--- Task directions ---
Could you return the full listing, every line exactly as given?

################

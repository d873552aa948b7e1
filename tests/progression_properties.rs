mod common;

use std::collections::HashSet;

use proptest::prelude::*;
use serde_json::{Value, json};
use wayfinder::api::StepSubmission;
use wayfinder::catalog::Catalog;
use wayfinder::engagement::{Engagement, HistoryLookup, MemoryStore};
use wayfinder::engine::{DependencyEvaluator, EngagementService, ProgressionState, SubmitMode};
use wayfinder::types::StepId;
use wayfinder_test_utils::builders::{
    CatalogBuilder, CollectionBuilder, QuestionBuilder, StepBuilder, WorkflowBuilder,
    answer_equals,
};

use common::{alice, at, collection_id, question_id, step_id};

const WORKFLOW: &str = "flow";

// Strategy for a single-workflow survey. Every step asks "yes" or "no"; a
// step may depend on earlier steps only, which keeps the graph acyclic.
fn survey_strategy(max_steps: usize) -> impl Strategy<Value = Catalog> {
    (1..=max_steps).prop_flat_map(|num_steps| {
        let deps = proptest::collection::vec(
            proptest::collection::vec((any::<usize>(), any::<bool>()), 0..3),
            num_steps,
        );
        deps.prop_map(move |raw_deps| {
            let mut workflow = WorkflowBuilder::new(WORKFLOW);
            for i in 0..num_steps {
                workflow = workflow.step(
                    StepBuilder::new(&format!("s{i}"), i as u32 + 1)
                        .question(
                            QuestionBuilder::single_choice("ok", json!(["yes", "no"]))
                                .required(true)
                                .build(),
                        )
                        .build(),
                );
            }

            let mut collection = CollectionBuilder::survey("prop").member(WORKFLOW, 1);
            for (i, potential) in raw_deps.into_iter().enumerate() {
                if i == 0 {
                    continue;
                }
                let mut seen = HashSet::new();
                let details: Vec<_> = potential
                    .into_iter()
                    .map(|(dep, yes)| (dep % i, yes))
                    .filter(|d| seen.insert(*d))
                    .collect();
                if details.is_empty() {
                    continue;
                }
                let step = format!("s{i}");
                let details = details
                    .into_iter()
                    .map(|(dep, yes)| {
                        let answer = if yes { "yes" } else { "no" };
                        (format!("s{dep}"), answer_equals(json!(answer)))
                    })
                    .collect::<Vec<_>>();
                collection = collection.group(
                    (WORKFLOW, step.as_str()),
                    details
                        .iter()
                        .map(|(prereq, response)| ((WORKFLOW, prereq.as_str()), response.clone()))
                        .collect(),
                );
            }

            CatalogBuilder::new()
                .workflow(workflow.build())
                .collection(collection.build())
                .build()
        })
    })
}

fn walk(
    catalog: &Catalog,
    store: &MemoryStore,
    engagement: &Engagement,
    answers: &[bool],
) -> Vec<ProgressionState> {
    let service = EngagementService::new(catalog, store);
    let mut states = vec![service.state(&alice(), &engagement.id).unwrap()];

    for (minute, yes) in answers.iter().enumerate() {
        let Some(next) = states.last().and_then(|s| s.next) else {
            break;
        };
        let step = catalog.step(&next.step).unwrap();
        let value: Value = json!(if *yes { "yes" } else { "no" });
        let submission = StepSubmission {
            step_id: next.step,
            started: at(minute as i64),
            finished: Some(at(minute as i64)),
            answers: Some(vec![wayfinder::engagement::Answer::new(
                question_id(WORKFLOW, &step.code, "ok"),
                value,
            )]),
        };
        service
            .submit(&alice(), &engagement.id, submission, SubmitMode::Create)
            .unwrap();
        states.push(service.state(&alice(), &engagement.id).unwrap());
    }
    states
}

proptest! {
    #[test]
    fn progress_counters_stay_in_bounds(
        catalog in survey_strategy(8),
        answers in proptest::collection::vec(any::<bool>(), 0..10),
    ) {
        let store = MemoryStore::new();
        let engagement = common::begin(&catalog, &store, &alice(), "prop", at(0));

        for state in walk(&catalog, &store, &engagement, &answers) {
            let p = state.progress;
            prop_assert!(p.steps_completed_in_collection <= p.steps_in_collection);
            prop_assert!(p.steps_completed_in_workflow <= p.steps_in_workflow);
            prop_assert!(p.steps_in_workflow <= p.steps_in_collection);
            if let (Some(next), Some(prev)) = (state.next, state.previous) {
                let plan = catalog.plan(&collection_id("prop")).unwrap();
                prop_assert!(plan.position_of(&next.step) > plan.position_of(&prev.step));
            }
        }
    }

    #[test]
    fn unlocking_is_stable_across_evaluations(
        catalog in survey_strategy(8),
        answers in proptest::collection::vec(any::<bool>(), 0..10),
    ) {
        let store = MemoryStore::new();
        let engagement = common::begin(&catalog, &store, &alice(), "prop", at(0));
        walk(&catalog, &store, &engagement, &answers);

        let plan = catalog.plan(&collection_id("prop")).unwrap();
        let evaluator = DependencyEvaluator::new(plan, &store);
        for step in plan.steps() {
            let first = evaluator.is_unlocked(&engagement.id, &step.id).unwrap();
            let second = evaluator.is_unlocked(&engagement.id, &step.id).unwrap();
            prop_assert_eq!(first, second);
        }
    }

    #[test]
    fn surveys_without_dependencies_end_fully_completed(
        num_steps in 1..8usize,
        answers in proptest::collection::vec(any::<bool>(), 8),
    ) {
        let mut workflow = WorkflowBuilder::new(WORKFLOW);
        for i in 0..num_steps {
            workflow = workflow.step(
                StepBuilder::new(&format!("s{i}"), i as u32 + 1)
                    .question(
                        QuestionBuilder::single_choice("ok", json!(["yes", "no"]))
                            .required(true)
                            .build(),
                    )
                    .build(),
            );
        }
        let catalog = CatalogBuilder::new()
            .workflow(workflow.build())
            .collection(CollectionBuilder::survey("prop").member(WORKFLOW, 1).build())
            .build();
        let store = MemoryStore::new();
        let engagement = common::begin(&catalog, &store, &alice(), "prop", at(0));

        let states = walk(&catalog, &store, &engagement, &answers);
        let last = states.last().unwrap();
        prop_assert!(last.next.is_none());
        prop_assert_eq!(
            last.progress.steps_completed_in_collection,
            last.progress.steps_in_collection
        );

        let finished: HashSet<StepId> = store.finished_steps(&engagement.id).unwrap();
        prop_assert_eq!(finished.len(), num_steps);
        prop_assert!(finished.contains(&step_id(WORKFLOW, "s0")));
    }
}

################

--- Exercise result ---
repository d873552aa948b7e1
filename tests/progression_properties.rs
mod common;

use std::collections::HashSet;

use proptest::prelude::*;
use serde_json::{Value, json};
use wayfinder::api::StepSubmission;
use wayfinder::catalog::Catalog;
use wayfinder::engagement::{Engagement, HistoryLookup, MemoryStore};
use wayfinder::engine::{DependencyEvaluator, EngagementService, ProgressionState, SubmitMode};
use wayfinder::types::StepId;
use wayfinder_test_utils::builders::{
    CatalogBuilder, CollectionBuilder, QuestionBuilder, StepBuilder, WorkflowBuilder,
    answer_equals,
};

use common::{alice, at, collection_id, question_id, step_id};

const WORKFLOW: &str = "flow";

// Strategy for a single-workflow survey. Every step asks "yes" or "no"; a
// step may depend on earlier steps only, which keeps the graph acyclic.
fn survey_strategy(max_steps: usize) -> impl Strategy<Value = Catalog> {
    (1..=max_steps).prop_flat_map(|num_steps| {
        let deps = proptest::collection::vec(
            proptest::collection::vec((any::<usize>(), any::<bool>()), 0..3),
            num_steps,
        );
        deps.prop_map(move |raw_deps| {
            let mut workflow = WorkflowBuilder::new(WORKFLOW);
            for i in 0..num_steps {
                workflow = workflow.step(
                    StepBuilder::new(&format!("s{i}"), i as u32 + 1)
                        .question(
                            QuestionBuilder::single_choice("ok", json!(["yes", "no"]))
                                .required(true)
                                .build(),
                        )
                        .build(),
                );
            }

            let mut collection = CollectionBuilder::survey("prop").member(WORKFLOW, 1);
            for (i, potential) in raw_deps.into_iter().enumerate() {
                if i == 0 {
                    continue;
                }
                let mut seen = HashSet::new();
                let details: Vec<_> = potential
                    .into_iter()
                    .map(|(dep, yes)| (dep % i, yes))
                    .filter(|d| seen.insert(*d))
                    .collect();
                if details.is_empty() {
                    continue;
                }
                let step = format!("s{i}");
                let details = details
                    .into_iter()
                    .map(|(dep, yes)| {
                        let answer = if yes { "yes" } else { "no" };
                        (format!("s{dep}"), answer_equals(json!(answer)))
                    })
                    .collect::<Vec<_>>();
                collection = collection.group(
                    (WORKFLOW, step.as_str()),
                    details
                        .iter()
                        .map(|(prereq, response)| ((WORKFLOW, prereq.as_str()), response.clone()))
                        .collect(),
                );
            }

            CatalogBuilder::new()
                .workflow(workflow.build())
                .collection(collection.build())
                .build()
        })
    })
}

fn walk(
    catalog: &Catalog,
    store: &MemoryStore,
    engagement: &Engagement,
    answers: &[bool],
) -> Vec<ProgressionState> {
    let service = EngagementService::new(catalog, store);
    let mut states = vec![service.state(&alice(), &engagement.id).unwrap()];

    for (minute, yes) in answers.iter().enumerate() {
        let Some(next) = states.last().and_then(|s| s.next) else {
            break;
        };
        let step = catalog.step(&next.step).unwrap();
        let value: Value = json!(if *yes { "yes" } else { "no" });
        let submission = StepSubmission {
            step_id: next.step,
            started: at(minute as i64),
            finished: Some(at(minute as i64)),
            answers: Some(vec![wayfinder::engagement::Answer::new(
                question_id(WORKFLOW, &step.code, "ok"),
                value,
            )]),
        };
        service
            .submit(&alice(), &engagement.id, submission, SubmitMode::Create)
            .unwrap();
        states.push(service.state(&alice(), &engagement.id).unwrap());
    }
    states
}

proptest! {
    #[test]
    fn progress_counters_stay_in_bounds(
        catalog in survey_strategy(8),
        answers in proptest::collection::vec(any::<bool>(), 0..10),
    ) {
        let store = MemoryStore::new();
        let engagement = common::begin(&catalog, &store, &alice(), "prop", at(0));

        for state in walk(&catalog, &store, &engagement, &answers) {
            let p = state.progress;
            prop_assert!(p.steps_completed_in_collection <= p.steps_in_collection);
            prop_assert!(p.steps_completed_in_workflow <= p.steps_in_workflow);
            prop_assert!(p.steps_in_workflow <= p.steps_in_collection);
            if let (Some(next), Some(prev)) = (state.next, state.previous) {
                let plan = catalog.plan(&collection_id("prop")).unwrap();
                prop_assert!(plan.position_of(&next.step) > plan.position_of(&prev.step));
            }
        }
    }

    #[test]
    fn unlocking_is_stable_across_evaluations(
        catalog in survey_strategy(8),
        answers in proptest::collection::vec(any::<bool>(), 0..10),
    ) {
        let store = MemoryStore::new();
        let engagement = common::begin(&catalog, &store, &alice(), "prop", at(0));
        walk(&catalog, &store, &engagement, &answers);

        let plan = catalog.plan(&collection_id("prop")).unwrap();
        let evaluator = DependencyEvaluator::new(plan, &store);
        for step in plan.steps() {
            let first = evaluator.is_unlocked(&engagement.id, &step.id).unwrap();
            let second = evaluator.is_unlocked(&engagement.id, &step.id).unwrap();
            prop_assert_eq!(first, second);
        }
    }

    #[test]
    fn surveys_without_dependencies_end_fully_completed(
        num_steps in 1..8usize,
        answers in proptest::collection::vec(any::<bool>(), 8),
    ) {
        let mut workflow = WorkflowBuilder::new(WORKFLOW);
        for i in 0..num_steps {
            workflow = workflow.step(
                StepBuilder::new(&format!("s{i}"), i as u32 + 1)
                    .question(
                        QuestionBuilder::single_choice("ok", json!(["yes", "no"]))
                            .required(true)
                            .build(),
                    )
                    .build(),
            );
        }
        let catalog = CatalogBuilder::new()
            .workflow(workflow.build())
            .collection(CollectionBuilder::survey("prop").member(WORKFLOW, 1).build())
            .build();
        let store = MemoryStore::new();
        let engagement = common::begin(&catalog, &store, &alice(), "prop", at(0));

        let states = walk(&catalog, &store, &engagement, &answers);
        let last = states.last().unwrap();
        prop_assert!(last.next.is_none());
        prop_assert_eq!(
            last.progress.steps_completed_in_collection,
            last.progress.steps_in_collection
        );

        let finished: HashSet<StepId> = store.finished_steps(&engagement.id).unwrap();
        prop_assert_eq!(finished.len(), num_steps);
        prop_assert!(finished.contains(&step_id(WORKFLOW, "s0")));
    }
}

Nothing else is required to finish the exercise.